◆ What is expected
Beginning with the line where "12, 0, 0).unwrap();" appears, please restate each line of the records below word for word until the last one, inclusive, and nothing else.

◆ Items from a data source
//! StatusEngine - manager-submitted capacity and status updates.
//!
//! Every accepted update appends one immutable log record, rewrites the
//! service's denormalized status fields through a version-checked intent,
//! and returns the emitted events as values.

use std::sync::Arc;

use chrono::{DateTime, Utc};
use tracing::info;

use crate::common::{Actor, EngineError, EngineResult, EventId, ServiceId, UpdateId};
use crate::config::EngineConfig;
use crate::domains::services::models::{
    ChangeKind, OperatingHours, OperatingStatus, Service, StatusUpdateRecord,
};
use crate::domains::status::events::StatusEvent;
use crate::kernel::deps::EngineDeps;
use crate::kernel::store::{
    CasResult, ServiceMutation, ServiceStore, StatusLogStore, StatusPatch,
};

/// Capacity ratio at which a service is full.
pub const FULL_RATIO: f64 = 1.0;

/// Capacity ratio at which a service is nearly full.
pub const NEAR_CAPACITY_RATIO: f64 = 0.9;

/// Threshold band the capacity ratio falls into.
#[derive(Debug, Clone, Copy, PartialEq, Eq)]
pub enum CapacityBand {
    Open,
    NearCapacity,
    Full,
}

/// Band for a capacity/max pair.
pub fn capacity_band(current: u32, max: u32) -> CapacityBand {
    let ratio = current as f64 / max as f64;
    if ratio >= FULL_RATIO {
        CapacityBand::Full
    } else if ratio >= NEAR_CAPACITY_RATIO {
        CapacityBand::NearCapacity
    } else {
        CapacityBand::Open
    }
}

/// Capacity-derived status; closed operating hours override the bands.
pub fn derived_status(
    current: u32,
    max: u32,
    hours: &OperatingHours,
    now: DateTime<Utc>,
) -> OperatingStatus {
    if !hours.is_open_at(now) {
        return OperatingStatus::Closed;
    }
    match capacity_band(current, max) {
        CapacityBand::Full => OperatingStatus::Full,
        CapacityBand::NearCapacity => OperatingStatus::NearCapacity,
        CapacityBand::Open => OperatingStatus::Open,
    }
}

/// A manager's status submission.
#[derive(Debug, Clone)]
pub struct SubmitStatusUpdate {
    pub service_id: ServiceId,
    /// New occupancy. Negative values are rejected.
    pub new_capacity: Option<i64>,
    /// Explicit status override; latches until the next capacity update.
    pub new_status: Option<OperatingStatus>,
    pub note: Option<String>,
    /// When set, the write is attempted exactly once against this version
    /// and a mismatch surfaces as `ConcurrencyConflict`. When unset, the
    /// engine re-reads and retries with backoff up to the configured bound.
    pub expected_version: Option<i64>,
}

impl SubmitStatusUpdate {
    pub fn capacity(service_id: ServiceId, new_capacity: i64) -> Self {
        Self {
            service_id,
            new_capacity: Some(new_capacity),
            new_status: None,
            note: None,
            expected_version: None,
        }
    }

    pub fn status(service_id: ServiceId, new_status: OperatingStatus) -> Self {
        Self {
            service_id,
            new_capacity: None,
            new_status: Some(new_status),
            note: None,
            expected_version: None,
        }
    }
}

/// Result of an accepted update.
#[derive(Debug, Clone)]
pub struct StatusAccepted {
    pub service: Service,
    pub record: StatusUpdateRecord,
    pub events: Vec<StatusEvent>,
}

/// Owns the per-service capacity/operating-status state machine.
pub struct StatusEngine {
    deps: Arc<EngineDeps>,
    config: EngineConfig,
}

impl StatusEngine {
    pub fn new(deps: Arc<EngineDeps>, config: EngineConfig) -> Self {
        Self { deps, config }
    }

    /// Validate and apply one status submission.
    pub async fn submit_update(
        &self,
        actor: Actor,
        req: SubmitStatusUpdate,
    ) -> EngineResult<StatusAccepted> {
        if req.new_capacity.is_none() && req.new_status.is_none() {
            return Err(EngineError::Validation(
                "update must include a capacity or an operating status".into(),
            ));
        }
        if let Some(capacity) = req.new_capacity {
            if capacity < 0 {
                return Err(EngineError::Validation(format!(
                    "capacity cannot be negative: {capacity}"
                )));
            }
            if capacity > u32::MAX as i64 {
                return Err(EngineError::Validation(format!(
                    "capacity out of range: {capacity}"
                )));
            }
        }

        let strict = req.expected_version.is_some();
        let mut attempt: u32 = 0;

        loop {
            let service = self
                .deps
                .services
                .get(req.service_id)
                .await?
                .ok_or_else(|| EngineError::NotFound(format!("service {}", req.service_id)))?;

            actor.require_manager_of(service.manager_id)?;

            let expected_version = req.expected_version.unwrap_or(service.version);

            // Per-service record timestamps are strictly increasing; guard
            // against coarse clocks by stepping past the last update.
            let mut now = Utc::now();
            if now <= service.last_capacity_update {
                now = service.last_capacity_update + chrono::Duration::microseconds(1);
            }

            let planned = self.plan(&service, &req, now)?;

            let patch = StatusPatch {
                current_capacity: planned.new_capacity,
                operating_status: planned.new_status,
                status_is_manual: planned.status_is_manual,
                last_capacity_update: now,
            };

            match self
                .deps
                .services
                .apply(req.service_id, ServiceMutation::Status(patch), expected_version)
                .await?
            {
                CasResult::Applied(updated) => {
                    let record = StatusUpdateRecord {
                        id: UpdateId::new(),
                        service_id: service.id,
                        change: planned.change,
                        old_capacity: service.current_capacity,
                        new_capacity: planned.new_capacity,
                        old_status: service.operating_status,
                        new_status: planned.new_status,
                        actor_id: actor.id,
                        note: req.note.clone(),
                        recorded_at: now,
                    };
                    self.deps.status_log.append(record.clone()).await?;

                    info!(
                        service_id = %service.id,
                        change = %record.change,
                        old_status = %record.old_status,
                        new_status = %record.new_status,
                        "Accepted status update"
                    );

                    let events = vec![StatusEvent::StatusChanged {
                        event_id: EventId::new(),
                        service_id: service.id,
                        manager_id: service.manager_id,
                        old_capacity: record.old_capacity,
                        new_capacity: record.new_capacity,
                        max_capacity: updated.max_capacity,
                        old_status: record.old_status,
                        new_status: record.new_status,
                        band_crossed: planned.band_crossed,
                        is_emergency_related: planned.is_emergency_related,
                        recorded_at: now,
                    }];

                    return Ok(StatusAccepted {
                        service: updated,
                        record,
                        events,
                    });
                }
                CasResult::VersionMismatch { current_version } => {
                    if strict || attempt >= self.config.max_cas_retries {
                        return Err(EngineError::ConcurrencyConflict {
                            service_id: req.service_id,
                            expected_version,
                            current_version,
                        });
                    }
                    attempt += 1;
                    tokio::time::sleep(self.config.cas_backoff * attempt).await;
                }
            }
        }
    }

    /// Compute the post-update fields without touching the store.
    fn plan(
        &self,
        service: &Service,
        req: &SubmitStatusUpdate,
        now: DateTime<Utc>,
    ) -> EngineResult<PlannedUpdate> {
        let new_capacity = match req.new_capacity {
            Some(capacity) => capacity as u32,
            None => service.current_capacity,
        };

        // Explicit status latches; a capacity-only update reverts to derived.
        let (new_status, status_is_manual) = match (req.new_status, req.new_capacity) {
            (Some(status), _) => (status, true),
            (None, Some(_)) => (
                derived_status(new_capacity, service.max_capacity, &service.hours, now),
                false,
            ),
            (None, None) => unreachable!("validated above"),
        };

        let change = match (req.new_capacity, req.new_status) {
            (Some(_), Some(_)) => ChangeKind::Both,
            (Some(_), None) => ChangeKind::Capacity,
            (None, Some(_)) => ChangeKind::OperatingStatus,
            (None, None) => unreachable!("validated above"),
        };

        let old_band = capacity_band(service.current_capacity, service.max_capacity);
        let new_band = capacity_band(new_capacity, service.max_capacity);
        let band_crossed = old_band != new_band;

        // Routine ping: nothing observable changes. Only these are subject
        // to the optional minimum-interval floor.
        let routine = req.new_status.is_none()
            && !band_crossed
            && new_status == service.operating_status;

        if routine {
            if let Some(min_interval) = self.config.min_update_interval {
                let elapsed = now - service.last_capacity_update;
                if elapsed < min_interval {
                    return Err(EngineError::RateLimited(format!(
                        "routine ping within {} minutes of the last update",
                        min_interval.num_minutes()
                    )));
                }
            }
        }

        let status_changed = new_status != service.operating_status;
        let is_emergency_related = status_changed
            && (matches!(
                new_status,
                OperatingStatus::EmergencyOnly | OperatingStatus::TemporarilyClosed
            ) || service.is_emergency_service);

        Ok(PlannedUpdate {
            new_capacity,
            new_status,
            status_is_manual,
            change,
            band_crossed,
            is_emergency_related,
        })
    }

    /// Full status log for a service, oldest first.
    pub async fn history(&self, service_id: ServiceId) -> EngineResult<Vec<StatusUpdateRecord>> {
        Ok(self.deps.status_log.list_for_service(service_id).await?)
    }
}

struct PlannedUpdate {
    new_capacity: u32,
    new_status: OperatingStatus,
    status_is_manual: bool,
    change: ChangeKind,
    band_crossed: bool,
    is_emergency_related: bool,
}

#[cfg(test)]
mod tests {
    use super::*;

    #[test]
    fn test_band_thresholds() {
        assert_eq!(capacity_band(5, 10), CapacityBand::Open);
        assert_eq!(capacity_band(8, 10), CapacityBand::Open);
        assert_eq!(capacity_band(9, 10), CapacityBand::NearCapacity);
        assert_eq!(capacity_band(10, 10), CapacityBand::Full);
        // Over-capacity is representable and still full
        assert_eq!(capacity_band(14, 10), CapacityBand::Full);
    }

    #[test]
    fn test_derived_status_follows_bands() {
        let hours = OperatingHours::always_open();
        let now = Utc::now();
        assert_eq!(
            derived_status(5, 10, &hours, now),
            OperatingStatus::Open
        );
        assert_eq!(
            derived_status(9, 10, &hours, now),
            OperatingStatus::NearCapacity
        );
        assert_eq!(derived_status(10, 10, &hours, now), OperatingStatus::Full);
    }

    #[test]
    fn test_closed_hours_override_capacity() {
        use chrono::Weekday;
        use crate::domains::services::models::DailyWindow;

        // Open one minute on Mondays at midnight; Tuesday noon is closed.
        let hours = OperatingHours::with_windows(vec![DailyWindow {
            day: Weekday::Mon,
            open: "00:00:00".parse().unwrap(),
            close: "00:01:00".parse().unwrap(),
        }]);
        let tuesday_noon = chrono::TimeZone::with_ymd_and_hms(&Utc, 2024, 3, 5, 12, 0, 0).unwrap();
        assert_eq!(
            derived_status(5, 10, &hours, tuesday_noon),
            OperatingStatus::Closed
        );
    }
}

◆ The completed task
        let tuesday_noon = chrono::TimeZone::with_ymd_and_hms(&Utc, 2024, 3, 5, 12, 0, 0).unwrap();
        assert_eq!(
            derived_status(5, 10, &hours, tuesday_noon),
            OperatingStatus::Closed
        );
    }
}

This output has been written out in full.